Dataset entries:
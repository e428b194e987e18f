//! Dependency-gated task dispatch.
//!
//! The scheduler holds a task until every declared dependency has
//! completed, then publishes it on its target topic. Completion and
//! failure signals arrive back over the bus (`task.completed`,
//! `task.failed`, payload `task_id` plus `result`/`error`), so workers
//! never call the scheduler directly.

use std::collections::HashMap;
use std::sync::atomic::{AtomicBool, Ordering};
use std::sync::{Arc, Weak};
use std::time::Duration;

use serde_json::{Map, Value};
use tokio::sync::RwLock;
use tracing::{debug, error, info, warn};

use super::types::{Task, TaskStatus};
use crate::bus::{Event, EventBus};

/// Topic the scheduler listens on for completion signals.
pub const TOPIC_TASK_COMPLETED: &str = "task.completed";
/// Topic the scheduler listens on for failure signals.
pub const TOPIC_TASK_FAILED: &str = "task.failed";

const SUBSCRIBER_ID: &str = "scheduler";

/// Async task scheduler.
///
/// Responsibilities:
///   - accept tasks and track them for their whole lifetime
///   - gate dispatch on declared dependencies
///   - publish ready tasks as events (optionally delayed)
///   - re-dispatch failures while retry budget remains
///
/// Failed tasks are retried immediately with no backoff: a task dispatch
/// is a cheap re-publish, and pacing is left to whoever reports the
/// failure.
#[derive(Clone)]
pub struct TaskScheduler {
    inner: Arc<SchedulerInner>,
}

struct SchedulerInner {
    bus: EventBus,
    tasks: RwLock<HashMap<String, Task>>,
    running: AtomicBool,
}

impl TaskScheduler {
    /// Create a scheduler bound to a bus and register its completion and
    /// failure subscribers.
    #[must_use]
    pub fn new(bus: EventBus) -> Self {
        let inner = Arc::new(SchedulerInner {
            bus: bus.clone(),
            tasks: RwLock::new(HashMap::new()),
            running: AtomicBool::new(false),
        });

        // The bus holds these handlers for its own lifetime; a weak
        // reference keeps dropped schedulers collectable.
        let weak: Weak<SchedulerInner> = Arc::downgrade(&inner);
        bus.subscribe_fn(
            TOPIC_TASK_COMPLETED,
            Some(SUBSCRIBER_ID.to_string()),
            move |event| {
                let weak = weak.clone();
                async move {
                    if let Some(inner) = weak.upgrade() {
                        SchedulerInner::on_task_completed(&inner, event).await;
                    }
                    Ok(())
                }
            },
        );
        let weak = Arc::downgrade(&inner);
        bus.subscribe_fn(
            TOPIC_TASK_FAILED,
            Some(SUBSCRIBER_ID.to_string()),
            move |event| {
                let weak = weak.clone();
                async move {
                    if let Some(inner) = weak.upgrade() {
                        SchedulerInner::on_task_failed(&inner, event).await;
                    }
                    Ok(())
                }
            },
        );

        Self { inner }
    }

    // ── Submission ──────────────────────────────────────────────────

    /// Submit a task. Returns its id.
    ///
    /// Dispatches immediately when every dependency is already completed;
    /// otherwise the task stays pending until a completion event for the
    /// last outstanding dependency arrives.
    pub async fn submit(&self, task: Task) -> String {
        let task_id = task.id.clone();
        let ready = {
            let mut tasks = self.inner.tasks.write().await;
            let ready = can_schedule(&tasks, &task);
            tasks.insert(task_id.clone(), task);
            ready
        };
        info!(task_id = %task_id, ready, "task submitted");

        if ready {
            SchedulerInner::dispatch(&self.inner, &task_id).await;
        }
        task_id
    }

    /// Submit several tasks in order. Returns their ids.
    pub async fn submit_many(&self, tasks: Vec<Task>) -> Vec<String> {
        let mut ids = Vec::with_capacity(tasks.len());
        for task in tasks {
            ids.push(self.submit(task).await);
        }
        ids
    }

    // ── Management ──────────────────────────────────────────────────

    /// Retrieve a snapshot of a task by id.
    pub async fn get_task(&self, task_id: &str) -> Option<Task> {
        self.inner.tasks.read().await.get(task_id).cloned()
    }

    /// Current status of a task.
    pub async fn get_status(&self, task_id: &str) -> Option<TaskStatus> {
        self.inner.tasks.read().await.get(task_id).map(|t| t.status)
    }

    /// Cancel a task. Succeeds only before dispatch (pending/scheduled).
    pub async fn cancel(&self, task_id: &str) -> bool {
        let mut tasks = self.inner.tasks.write().await;
        let Some(task) = tasks.get_mut(task_id) else {
            return false;
        };
        match task.status {
            TaskStatus::Pending | TaskStatus::Scheduled => {
                task.status = TaskStatus::Cancelled;
                info!(task_id = %task_id, "task cancelled");
                true
            }
            status => {
                warn!(task_id = %task_id, ?status, "cannot cancel task in this state");
                false
            }
        }
    }

    // ── Lifecycle ───────────────────────────────────────────────────

    /// Mark the scheduler running.
    pub fn start(&self) {
        self.inner.running.store(true, Ordering::SeqCst);
        info!("task scheduler started");
    }

    /// Mark the scheduler stopped and log a lifetime summary.
    pub async fn stop(&self) {
        self.inner.running.store(false, Ordering::SeqCst);
        let tasks = self.inner.tasks.read().await;
        let completed = count(&tasks, TaskStatus::Completed);
        let failed = count(&tasks, TaskStatus::Failed);
        info!(
            total = tasks.len(),
            completed, failed, "task scheduler stopped"
        );
    }

    // ── Introspection ───────────────────────────────────────────────

    /// Number of tasks waiting on dependencies.
    pub async fn pending_count(&self) -> usize {
        count(&*self.inner.tasks.read().await, TaskStatus::Pending)
    }

    /// Number of dispatched, not yet completed tasks.
    pub async fn running_count(&self) -> usize {
        count(&*self.inner.tasks.read().await, TaskStatus::Running)
    }

    /// Snapshot of every tracked task.
    pub async fn all_tasks(&self) -> HashMap<String, Task> {
        self.inner.tasks.read().await.clone()
    }
}

impl SchedulerInner {
    /// Dispatch a task: delayed tasks flip to `Scheduled` and wait off the
    /// caller's path; everything else publishes right away.
    async fn dispatch(inner: &Arc<Self>, task_id: &str) {
        let delay_ms = {
            let mut tasks = inner.tasks.write().await;
            let Some(task) = tasks.get_mut(task_id) else {
                return;
            };
            if task.status == TaskStatus::Cancelled {
                return;
            }
            if task.delay_ms > 0 {
                task.status = TaskStatus::Scheduled;
            }
            task.delay_ms
        };

        if delay_ms > 0 {
            let inner = inner.clone();
            let task_id = task_id.to_string();
            tokio::spawn(async move {
                tokio::time::sleep(Duration::from_millis(delay_ms)).await;
                SchedulerInner::fire(&inner, &task_id).await;
            });
        } else {
            SchedulerInner::fire(inner, task_id).await;
        }
    }

    /// Flip a task to `Running` and publish it on its target topic.
    async fn fire(inner: &Arc<Self>, task_id: &str) {
        let event = {
            let mut tasks = inner.tasks.write().await;
            let Some(task) = tasks.get_mut(task_id) else {
                return;
            };
            if task.status == TaskStatus::Cancelled {
                debug!(task_id = %task_id, "skipping dispatch of cancelled task");
                return;
            }
            task.status = TaskStatus::Running;
            task.started_at = Some(chrono::Utc::now());

            let mut payload = Map::new();
            payload.insert("task_id".to_string(), Value::String(task.id.clone()));
            payload.insert("name".to_string(), Value::String(task.name.clone()));
            payload.insert(
                "description".to_string(),
                Value::String(task.description.clone()),
            );
            payload.insert(
                "content".to_string(),
                task.payload
                    .get("content")
                    .cloned()
                    .unwrap_or_else(|| Value::String(task.description.clone())),
            );
            // Caller-supplied payload entries win over the defaults.
            for (key, value) in &task.payload {
                payload.insert(key.clone(), value.clone());
            }

            Event::new(task.target_topic.clone())
                .with_payload(payload)
                .with_source(SUBSCRIBER_ID)
                .with_priority(task.priority)
                .with_meta("task_id", Value::String(task.id.clone()))
        };

        inner.bus.publish(event).await;
        info!(task_id = %task_id, "task dispatched");
    }

    async fn on_task_completed(inner: &Arc<Self>, event: Event) {
        let Some(task_id) = payload_str(&event, "task_id") else {
            return;
        };

        let dependents = {
            let mut tasks = inner.tasks.write().await;
            let Some(task) = tasks.get_mut(&task_id) else {
                return;
            };
            task.status = TaskStatus::Completed;
            task.completed_at = Some(chrono::Utc::now());
            task.result = event.payload.get("result").cloned();
            info!(task_id = %task_id, "task completed");

            // Any pending task whose last outstanding dependency was this
            // one is ready now.
            tasks
                .values()
                .filter(|t| {
                    t.status == TaskStatus::Pending
                        && t.depends_on.iter().any(|dep| *dep == task_id)
                        && can_schedule(&tasks, t)
                })
                .map(|t| t.id.clone())
                .collect::<Vec<_>>()
        };

        for dependent_id in dependents {
            SchedulerInner::dispatch(inner, &dependent_id).await;
        }
    }

    async fn on_task_failed(inner: &Arc<Self>, event: Event) {
        let Some(task_id) = payload_str(&event, "task_id") else {
            return;
        };

        let retry = {
            let mut tasks = inner.tasks.write().await;
            let Some(task) = tasks.get_mut(&task_id) else {
                return;
            };
            if task.retry_count < task.max_retries {
                task.retry_count += 1;
                task.status = TaskStatus::Pending;
                warn!(
                    task_id = %task_id,
                    attempt = task.retry_count,
                    max_retries = task.max_retries,
                    "task failed, retrying"
                );
                true
            } else {
                task.status = TaskStatus::Failed;
                task.completed_at = Some(chrono::Utc::now());
                task.error = Some(
                    payload_str(&event, "error").unwrap_or_else(|| "unknown error".to_string()),
                );
                error!(task_id = %task_id, error = ?task.error, "task failed permanently");
                false
            }
        };

        if retry {
            SchedulerInner::dispatch(inner, &task_id).await;
        }
    }
}

/// Whether every dependency of `task` is completed.
fn can_schedule(tasks: &HashMap<String, Task>, task: &Task) -> bool {
    task.depends_on.iter().all(|dep_id| {
        tasks
            .get(dep_id)
            .is_some_and(|dep| dep.status == TaskStatus::Completed)
    })
}

fn count(tasks: &HashMap<String, Task>, status: TaskStatus) -> usize {
    tasks.values().filter(|t| t.status == status).count()
}

fn payload_str(event: &Event, key: &str) -> Option<String> {
    event
        .payload
        .get(key)
        .and_then(Value::as_str)
        .map(str::to_string)
}
//! Convenience constructors for common workflow shapes.
//!
//! Pure data builders; they only assemble a [`WorkflowDefinition`] and
//! take no part in execution.

use super::types::{ParallelGroup, WorkflowDefinition, WorkflowStep};

/// Minimal description of one step for the shape builders.
#[derive(Debug, Clone)]
pub struct StepSpec {
    /// Step id (also its default blackboard key).
    pub id: String,
    /// Agent name handed to the executor.
    pub agent: String,
    /// Base prompt; builders may append templated context.
    pub prompt: String,
}

impl StepSpec {
    /// Create a step spec.
    pub fn new(
        id: impl Into<String>,
        agent: impl Into<String>,
        prompt: impl Into<String>,
    ) -> Self {
        Self {
            id: id.into(),
            agent: agent.into(),
            prompt: prompt.into(),
        }
    }
}

/// Chain steps linearly: each depends on its predecessor and templates
/// the predecessor's output into its prompt.
pub fn pipeline(name: impl Into<String>, stages: Vec<StepSpec>) -> WorkflowDefinition {
    let mut definition = WorkflowDefinition::new(name);
    let mut previous: Option<String> = None;

    for stage in stages {
        let input = match &previous {
            None => stage.prompt,
            Some(prev_id) => format!(
                "{}\n\nContext from previous step:\n{{{{blackboard.{prev_id}}}}}",
                stage.prompt
            ),
        };
        let mut step = WorkflowStep::new(stage.id.clone(), stage.agent, input);
        if let Some(prev_id) = previous {
            step = step.with_depends_on([prev_id]);
        }
        previous = Some(stage.id);
        definition = definition.with_step(step);
    }

    definition
}

/// Fan N independent workers out into one parallel group and fan their
/// outputs back into a single merging step.
pub fn fan_out_fan_in(
    name: impl Into<String>,
    workers: Vec<StepSpec>,
    merge: StepSpec,
) -> WorkflowDefinition {
    let worker_ids: Vec<String> = workers.iter().map(|w| w.id.clone()).collect();

    let mut definition = WorkflowDefinition::new(name);
    for worker in workers {
        definition =
            definition.with_step(WorkflowStep::new(worker.id, worker.agent, worker.prompt));
    }

    let mut merge_input = format!("{}\n\nWorker results:", merge.prompt);
    for id in &worker_ids {
        merge_input.push_str(&format!("\n- {id}: {{{{blackboard.{id}}}}}"));
    }
    definition = definition
        .with_step(
            WorkflowStep::new(merge.id, merge.agent, merge_input)
                .with_depends_on(worker_ids.clone()),
        )
        .with_parallel_group(ParallelGroup::new("fan_out", worker_ids));

    definition
}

_Problem description_: "listens" is the string to look for; please copy every line of the records above where it appears.

_Your solution_:
/// Topic the scheduler listens on for completion signals.
/// Topic the scheduler listens on for failure signals.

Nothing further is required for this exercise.